Cross-state licensure is intended for providers seeking to serve multiple local clients for an extended period of time. Many states offer provisions for providers who need to practice in a different state for a limited period of time—such as 30 days per year—to cover extenuating circumstances, such as a client caring for a relative out-of-state.
Clinical social work licensure laws are governed by the state social work board in that state (there are four states that have governance by a state agency). These boards and agencies implement rules as to how the laws that created clinical social work licensure are implemented. Most states have rules that regulate which LCSWs may practice in each state. The Association of Social Work Boards (ASWB) serves as the organization that develops the clinical social work examination and as a ‘home base’ for social work boards but does not have oversight over them.
Prior to the Covid-19 Pandemic, most boards had some process for becoming licensed in a new state. Almost no states allowed LCSWs to practice without acquiring a license in each state, except in emergency situations. Some states allowed an LCSW to become licensed in another state if their license had the same or higher standards of licensure than the state in which they were licensed without going through the whole licensure process of gathering supervised experience hours; the ASWB clinical examination only needs to be taken once and is transferable to any state.
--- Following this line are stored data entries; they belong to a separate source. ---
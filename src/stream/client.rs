//! Streaming connector: endpoint resolution, health check and session setup.
//!
//! Every call to [`StreamingClient::stream`] opens its own websocket and
//! returns an independent [`EventStream`]; sessions are never pooled.

use std::time::Duration;

use tokio_tungstenite::connect_async;
use tokio_tungstenite::tungstenite::client::IntoClientRequest;
use tokio_tungstenite::tungstenite::handshake::client::Request;
use tokio_tungstenite::tungstenite::http::header::{AUTHORIZATION, USER_AGENT};
use tracing::debug;

use crate::api::{normalize_base_url, MastodonClient};
use crate::stream::error::StreamError;
use crate::stream::session::EventStream;
use crate::stream::transport;
use crate::timeout::within;

/// Path of the websocket endpoint below the streaming base URL.
pub const STREAMING_PATH: &str = "/api/v1/streaming";

#[derive(Clone, Copy, Debug, Eq, PartialEq)]
pub struct StreamingDefaults;

impl StreamingDefaults {
    pub const CONNECT_TIMEOUT: Duration = Duration::from_secs(10);
    pub const SEND_TIMEOUT: Duration = Duration::from_secs(10);
}

/// Bounds for waits on the server.
///
/// `None` waits without limit.
#[derive(Clone, Debug)]
pub struct StreamingOptions {
    /// Limit for the websocket handshake.
    pub connect_timeout: Option<Duration>,
    /// Limit for flushing one outbound frame.
    pub send_timeout: Option<Duration>,
}

impl Default for StreamingOptions {
    fn default() -> Self {
        Self {
            connect_timeout: Some(StreamingDefaults::CONNECT_TIMEOUT),
            send_timeout: Some(StreamingDefaults::SEND_TIMEOUT),
        }
    }
}

/// Entry point for opening event streams against one server.
#[derive(Clone, Debug)]
pub struct StreamingClient {
    api: MastodonClient,
    streaming_url: String,
    options: StreamingOptions,
}

impl StreamingClient {
    /// Creates a connector for an already known streaming base URL.
    pub fn new(api: MastodonClient, streaming_url: impl Into<String>) -> Self {
        Self {
            api,
            streaming_url: normalize_base_url(&streaming_url.into()),
            options: StreamingOptions::default(),
        }
    }

    /// Looks up the streaming base URL from the server's instance metadata.
    ///
    /// Servers that do not advertise one are assumed to serve streaming from
    /// the REST base URL.
    pub async fn discover(api: MastodonClient) -> Result<Self, StreamError> {
        let instance = api.instance().await?;
        let streaming_url = match instance.streaming_url() {
            Some(url) => url.to_string(),
            None => {
                debug!(
                    event = "streaming_url_fallback",
                    domain = %instance.domain,
                    base_url = %api.base_url()
                );
                api.base_url().to_string()
            }
        };
        Ok(Self::new(api, streaming_url))
    }

    pub fn with_options(mut self, options: StreamingOptions) -> Self {
        self.options = options;
        self
    }

    pub fn options(&self) -> &StreamingOptions {
        &self.options
    }

    pub fn streaming_url(&self) -> &str {
        &self.streaming_url
    }

    /// Websocket URL used by [`stream`](Self::stream).
    pub fn endpoint(&self) -> String {
        streaming_endpoint(&self.streaming_url)
    }

    /// Calls the streaming health endpoint and returns the raw body.
    pub async fn health(&self) -> Result<String, StreamError> {
        Ok(self.api.streaming_health().await?)
    }

    /// Opens a new websocket and returns a session bound to it.
    ///
    /// Resolves only once the handshake has completed.
    pub async fn stream(&self) -> Result<EventStream, StreamError> {
        let endpoint = self.endpoint();
        let request = self.streaming_request(&endpoint)?;
        debug!(event = "stream_connect", endpoint = %endpoint);

        let (socket, _) = match within(self.options.connect_timeout, connect_async(request)).await {
            Ok(Ok(connected)) => connected,
            Ok(Err(source)) => return Err(StreamError::Connection { endpoint, source }),
            Err(timeout) => return Err(StreamError::ConnectTimeout { endpoint, timeout }),
        };
        debug!(event = "stream_open", endpoint = %endpoint);

        let (sink, source) = transport::websocket(socket);
        Ok(EventStream::from_transport(
            sink,
            source,
            self.options.send_timeout,
        ))
    }

    fn streaming_request(&self, endpoint: &str) -> Result<Request, StreamError> {
        let mut request =
            endpoint
                .into_client_request()
                .map_err(|source| StreamError::Connection {
                    endpoint: endpoint.to_string(),
                    source,
                })?;
        let headers = request.headers_mut();
        headers.insert(USER_AGENT, self.api.user_agent().parse()?);
        headers.insert(
            AUTHORIZATION,
            self.api.access_token().authorization().parse()?,
        );
        Ok(request)
    }
}

/// Builds the websocket URL, mapping `http(s)` schemes to `ws(s)`.
fn streaming_endpoint(streaming_url: &str) -> String {
    let base = normalize_base_url(streaming_url);
    let base = if let Some(rest) = base.strip_prefix("https://") {
        format!("wss://{rest}")
    } else if let Some(rest) = base.strip_prefix("http://") {
        format!("ws://{rest}")
    } else {
        base
    };
    format!("{base}{STREAMING_PATH}")
}

#[cfg(test)]
mod tests {
    use std::time::Duration;

    use tokio_tungstenite::tungstenite::http::header::{AUTHORIZATION, USER_AGENT};

    use super::{streaming_endpoint, StreamingClient, StreamingDefaults, StreamingOptions};
    use crate::api::{AccessToken, MastodonClient, DEFAULT_USER_AGENT};
    use crate::stream::error::ErrorKind;

    fn client(streaming_url: &str) -> StreamingClient {
        let api = MastodonClient::new("https://mastodon.social", AccessToken::bearer("abc"))
            .expect("build api client");
        StreamingClient::new(api, streaming_url)
    }

    #[test]
    fn endpoint_keeps_websocket_scheme() {
        assert_eq!(
            streaming_endpoint("wss://streaming.mastodon.social"),
            "wss://streaming.mastodon.social/api/v1/streaming"
        );
    }

    #[test]
    fn endpoint_maps_http_schemes_and_trims() {
        assert_eq!(
            streaming_endpoint("https://mastodon.social/ \n"),
            "wss://mastodon.social/api/v1/streaming"
        );
        assert_eq!(
            streaming_endpoint("http://localhost:4000"),
            "ws://localhost:4000/api/v1/streaming"
        );
    }

    #[test]
    fn request_carries_agent_and_authorization() {
        let client = client("wss://streaming.mastodon.social");
        let endpoint = client.endpoint();
        let request = client.streaming_request(&endpoint).expect("request");

        assert_eq!(request.uri().to_string(), endpoint);
        assert_eq!(
            request
                .headers()
                .get(AUTHORIZATION)
                .and_then(|value| value.to_str().ok()),
            Some("Bearer abc")
        );
        assert_eq!(
            request
                .headers()
                .get(USER_AGENT)
                .and_then(|value| value.to_str().ok()),
            Some(DEFAULT_USER_AGENT)
        );
    }

    #[test]
    fn invalid_endpoint_is_a_connection_error() {
        let client = client("not a url");
        let error = client
            .streaming_request(&client.endpoint())
            .expect_err("invalid url");
        assert_eq!(error.kind(), ErrorKind::Connection);
    }

    #[test]
    fn default_options_bound_waits() {
        let options = StreamingOptions::default();
        assert_eq!(options.connect_timeout, Some(StreamingDefaults::CONNECT_TIMEOUT));
        assert_eq!(options.send_timeout, Some(StreamingDefaults::SEND_TIMEOUT));

        let client = client("wss://example.org").with_options(StreamingOptions {
            connect_timeout: None,
            send_timeout: Some(Duration::from_millis(250)),
        });
        assert_eq!(client.options().connect_timeout, None);
    }
}
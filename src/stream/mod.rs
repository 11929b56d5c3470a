//! Realtime streaming modules.
//!
//! - `client`: endpoint resolution, health check and websocket setup.
//! - `session`: per-connection engine that joins chunks, decodes events and
//!   fans them out to consumers.
//! - `proto`: subscription messages and the event envelope.
//! - `transport`: frame-level adapter over `tokio-tungstenite`.

/// Streaming connector.
pub mod client;
/// Error type shared by the streaming modules.
pub mod error;
/// Subscription and event wire types.
pub mod proto;
/// Event stream session.
pub mod session;
/// Websocket frame adapter.
pub mod transport;

pub use client::{StreamingClient, StreamingOptions};
pub use error::{ErrorKind, StreamError};
pub use proto::{Event, EventKind, Subscription, SubscriptionAction, Topic};
pub use session::{ConsumerRegistrar, EventStream, SessionState};
//! In-process readers-writer lock with the reentrancy the lock-file
//! protocol needs: the writing thread may nest further shared or exclusive
//! acquisitions (and so downgrade), and acquisition can be bounded by a
//! deadline. Acquire and release are explicit rather than guard-based
//! because holds are pushed and popped across separate calls.
//!
//! A thread that only holds the lock shared and asks for it exclusive will
//! wait on itself, like any non-upgradable readers-writer lock. No fairness
//! is guaranteed.

use std::thread::{self, ThreadId};
use std::time::Instant;

use parking_lot::{Condvar, Mutex};

use crate::lock::LockMode;

pub(crate) struct ReentrantRwLock {
    state: Mutex<RwState>,
    condvar: Condvar,
}

#[derive(Default)]
struct RwState {
    writer: Option<ThreadId>,
    writer_holds: usize,
    readers: usize,
}

impl RwState {
    fn try_acquire(&mut self, mode: LockMode) -> bool {
        let me = thread::current().id();
        match mode {
            LockMode::Shared => {
                if self.writer.is_none() || self.writer == Some(me) {
                    self.readers += 1;
                    true
                } else {
                    false
                }
            },
            LockMode::Exclusive => {
                if self.writer == Some(me) {
                    self.writer_holds += 1;
                    true
                } else if self.writer.is_none() && self.readers == 0 {
                    self.writer = Some(me);
                    self.writer_holds = 1;
                    true
                } else {
                    false
                }
            },
        }
    }
}

impl ReentrantRwLock {
    pub fn new() -> Self {
        ReentrantRwLock {
            state: Mutex::new(RwState::default()),
            condvar: Condvar::new(),
        }
    }

    pub fn acquire(&self, mode: LockMode) {
        let mut state = self.state.lock();
        while !state.try_acquire(mode) {
            self.condvar.wait(&mut state);
        }
    }

    pub fn try_acquire(&self, mode: LockMode) -> bool {
        self.state.lock().try_acquire(mode)
    }

    pub fn try_acquire_until(&self, mode: LockMode, deadline: Instant) -> bool {
        let mut state = self.state.lock();
        while !state.try_acquire(mode) {
            if self.condvar.wait_until(&mut state, deadline).timed_out() {
                return state.try_acquire(mode);
            }
        }
        true
    }

    /// Releases one hold of the given mode. Returns false when the calling
    /// thread has no such hold to give back.
    pub fn release(&self, mode: LockMode) -> bool {
        let mut state = self.state.lock();
        let released = match mode {
            LockMode::Shared => {
                if state.readers > 0 {
                    state.readers -= 1;
                    true
                } else {
                    false
                }
            },
            LockMode::Exclusive => {
                if state.writer == Some(thread::current().id()) && state.writer_holds > 0 {
                    state.writer_holds -= 1;
                    if state.writer_holds == 0 {
                        state.writer = None;
                    }
                    true
                } else {
                    false
                }
            },
        };
        if released {
            self.condvar.notify_all();
        }
        released
    }
}
//! Atomic "write-temp-then-rename" publication under the lock-file
//! protocol. From the outside, the destination path is either absent or
//! fully written; partial contents are never visible there.

use std::fs::File;
use std::io::{self, Read, Write};
use std::path::{Path, PathBuf};
use std::sync::Arc;

use tempfile::{Builder, NamedTempFile};
use thiserror::Error;

use crate::canonical;
use crate::knobs::KEEP_BAD_TEMP_FILE;
use crate::lock::{sys, LockError, LockMode, LockingFile};

pub const TEMP_PREFIX: &str = "__SETL__.";
pub const TEMP_SUFFIX: &str = ".pending";

/// What probing a destination path can observe.
#[derive(Debug, Clone, Copy, PartialEq, Eq)]
pub enum Progress {
    /// The destination exists.
    Complete,
    /// No destination and no lock file.
    Missing,
    /// No destination, and a writer currently holds the lock.
    InProgress,
    /// No destination, and the lock file has no holder: a previous
    /// attempt crashed.
    Failed,
}

#[derive(Debug, Error)]
pub enum OutputError {
    #[error("safe-file locking failed")]
    Lock(#[from] LockError),
    #[error("safe-file write failed")]
    Io(#[from] io::Error),
    /// The stream was already closed.
    #[error("the stream is closed")]
    Closed,
}

/// Construction-time switches; the defaults come from the environment once.
#[derive(Debug, Clone, Copy)]
pub struct OutputOptions {
    /// Keep the temporary file after a failed or abandoned write.
    pub keep_bad_temp_file: bool,
}

impl Default for OutputOptions {
    fn default() -> Self {
        OutputOptions {
            keep_bad_temp_file: *KEEP_BAD_TEMP_FILE,
        }
    }
}

/// An open safe-file write: an exclusive hold on the destination's
/// [`LockingFile`], and a temporary sibling file that receives every write
/// until `close(true)` renames it onto the destination. Dropping the stream
/// without closing aborts it.
pub struct SafeFileOutput {
    destination: PathBuf,
    locking: Arc<LockingFile>,
    temp: Option<NamedTempFile>,
    keep_bad_temp_file: bool,
}

impl SafeFileOutput {
    /// Opens the destination for safe writing, blocking on the lock.
    /// Returns `None` when `overwrite` is unset and the destination
    /// already exists.
    pub fn open(path: impl AsRef<Path>, overwrite: bool) -> Result<Option<Self>, OutputError> {
        Self::open_with(path, overwrite, OutputOptions::default())
    }

    pub fn open_with(
        path: impl AsRef<Path>,
        overwrite: bool,
        options: OutputOptions,
    ) -> Result<Option<Self>, OutputError> {
        let locking = canonical::locking_file(path.as_ref()).map_err(LockError::Io)?;
        locking.lock(LockMode::Exclusive)?;

        let open = || -> Result<Option<NamedTempFile>, OutputError> {
            let destination = locking.path();
            if !overwrite && destination.exists() {
                return Ok(None);
            }
            let parent = destination
                .parent()
                .ok_or_else(|| io::Error::other("destination has no parent directory"))?;
            let temp = Builder::new()
                .prefix(TEMP_PREFIX)
                .suffix(TEMP_SUFFIX)
                .tempfile_in(parent)?;
            Ok(Some(temp))
        };
        match open() {
            Ok(Some(temp)) => {
                tracing::debug!(
                    destination = %locking.path().display(),
                    temp = %temp.path().display(),
                    "opened safe file",
                );
                Ok(Some(SafeFileOutput {
                    destination: locking.path().to_path_buf(),
                    locking: locking.clone(),
                    temp: Some(temp),
                    keep_bad_temp_file: options.keep_bad_temp_file,
                }))
            },
            Ok(None) => {
                locking.unlock()?;
                Ok(None)
            },
            Err(e) => {
                if let Err(unlock_error) = locking.unlock() {
                    tracing::warn!("could not unlock after failed open: {unlock_error}");
                }
                Err(e)
            },
        }
    }

    pub fn path(&self) -> &Path {
        &self.destination
    }

    fn file(&mut self) -> io::Result<&mut File> {
        self.temp
            .as_mut()
            .map(NamedTempFile::as_file_mut)
            .ok_or_else(|| io::Error::other("the stream is closed"))
    }

    pub fn write_byte(&mut self, byte: u8) -> io::Result<()> {
        self.file()?.write_all(&[byte])
    }

    /// Drains `reader` into the stream through `buffer`, returning the
    /// number of bytes transferred.
    pub fn transfer_from<R: Read>(&mut self, reader: &mut R, buffer: &mut [u8]) -> io::Result<u64> {
        let file = self.file()?;
        let mut total = 0u64;
        loop {
            let n = reader.read(buffer)?;
            if n == 0 {
                return Ok(total);
            }
            file.write_all(&buffer[..n])?;
            total += n as u64;
        }
    }

    /// Publishes (`commit`) or abandons the stream, then unlocks. On
    /// commit the temporary file is renamed onto the destination, which
    /// atomically replaces whatever was there.
    pub fn close(mut self, commit: bool) -> Result<(), OutputError> {
        self.finish(commit)
    }

    fn finish(&mut self, commit: bool) -> Result<(), OutputError> {
        let Some(temp) = self.temp.take() else {
            return Err(OutputError::Closed);
        };
        let result = if commit {
            match temp.as_file().sync_all() {
                Ok(()) => match temp.persist(&self.destination) {
                    Ok(_published) => {
                        tracing::debug!(
                            destination = %self.destination.display(),
                            "published safe file",
                        );
                        Ok(())
                    },
                    Err(persist_error) => {
                        let error = persist_error.error;
                        self.discard(persist_error.file);
                        Err(OutputError::Io(error))
                    },
                },
                Err(e) => {
                    self.discard(temp);
                    Err(OutputError::Io(e))
                },
            }
        } else {
            self.discard(temp);
            Ok(())
        };
        // The lock is given back on every path; a secondary unlock failure
        // must not mask the write failure.
        match self.locking.unlock() {
            Ok(()) => result,
            Err(unlock_error) => {
                if result.is_err() {
                    tracing::warn!("could not unlock after failed write: {unlock_error}");
                    result
                } else {
                    Err(unlock_error.into())
                }
            },
        }
    }

    fn discard(&self, temp: NamedTempFile) {
        if self.keep_bad_temp_file {
            match temp.keep() {
                Ok((_file, path)) => {
                    tracing::warn!(temp = %path.display(), "keeping temporary file for post-mortem");
                },
                Err(e) => tracing::warn!("could not keep temporary file: {e}"),
            }
        }
        // Dropping a NamedTempFile deletes it.
    }

    /// One observation of the destination's state. The sequence seen by a
    /// repeated prober is a prefix of Missing, InProgress, Complete, with
    /// Failed only after a crashed writer.
    pub fn probe(path: impl AsRef<Path>) -> Result<Progress, OutputError> {
        let canonical = canonical::canonical_file(path.as_ref()).map_err(LockError::Io)?;
        if canonical.path().exists() {
            return Ok(Progress::Complete);
        }
        let lock_path = {
            // Probing must not instantiate (or pin) a LockingFile; it only
            // looks at the lock file itself.
            let mut raw = canonical.path().as_os_str().to_os_string();
            raw.push(".lock");
            PathBuf::from(raw)
        };
        match File::open(&lock_path) {
            Err(e) if e.kind() == io::ErrorKind::NotFound => Ok(Progress::Missing),
            Err(e) => Err(OutputError::Io(e)),
            Ok(file) => {
                if sys::flock(&file, LockMode::Exclusive, false).map_err(LockError::Io)? {
                    let _ = sys::funlock(&file);
                    Ok(Progress::Failed)
                } else {
                    Ok(Progress::InProgress)
                }
            },
        }
    }

    /// Blocks while a writer holds the destination, then reports whether
    /// the destination exists. Taking the lock shared removes the race: at
    /// the moment of observation no writer can be mid-publication.
    pub fn wait_for(path: impl AsRef<Path>) -> Result<bool, OutputError> {
        let locking = canonical::locking_file(path.as_ref()).map_err(LockError::Io)?;
        locking.lock(LockMode::Shared)?;
        let complete = locking.path().exists();
        locking.unlock()?;
        Ok(complete)
    }
}

impl Write for SafeFileOutput {
    fn write(&mut self, buf: &[u8]) -> io::Result<usize> {
        self.file()?.write(buf)
    }

    fn flush(&mut self) -> io::Result<()> {
        self.file()?.flush()
    }
}

impl Drop for SafeFileOutput {
    fn drop(&mut self) {
        if let Some(temp) = self.temp.take() {
            self.discard(temp);
            if let Err(e) = self.locking.unlock() {
                tracing::warn!("could not unlock abandoned safe file: {e}");
            }
        }
    }
}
Some states do require completing supervised clinical hours again, an onerous task for established clinicians.
* LCSWs is used to cover all clinical social work titles including LICSWs, LISWs, etc.
The small group of LCSWs that have chosen to become licensed in more than one state have more options for the patients that they can treat. Being licensed as an LCSW in more than one state means higher costs for being licensed in more than one state, different continuing education standards, and more complicated relationships with third party payers.
Current Clinical Social Work Policies on Reciprocity
Many of the laws and rules governing clinical social work licensure reciprocity have changed since COVID-19 has impacted our ability to see patients in person, roughly since March, 2020 when the State of Emergency was declared nationally. Beginning with Maryland, whose Governor allowed any LCSW licensed in another state to see patients in Maryland through videoconferencing without becoming an LSCW-C in Maryland, many states have relaxed the rules in place for which LCSWs can provide treatment in their state. It is crucial to check these standards in the state in which you are currently licensed and the state in which a patient resides.
National Policies on Reciprocity
Another outcome of the pandemic is the increased pressure for national reciprocity for LCSWs. Psychologists have been working toward this goal with a group of states that accepts the license of a psychologist from a state which is affiliated with a group of states who agrees on licensure standards, called PSYPACT. This is a much easier task for psychologists because all psychologists licensed as psychologists have a doctorate before they become licensed and that process is standardized. NOTE: psychologists who have a terminal Master’s degree cannot become licensed as a psychologist and generally become licensed counselors.
The Master’s in Social Work is considered the terminal degree for clinical social workers, though there are several ways LCSWs continue to be trained for 2-3 years after receiving an MSW. The laws and rules governing this training varies widely from state to state and each social work board has a vested interest in the standards that they have created. Getting social work boards to agree on standards that would allow an LCSW to practice in another state is challenging.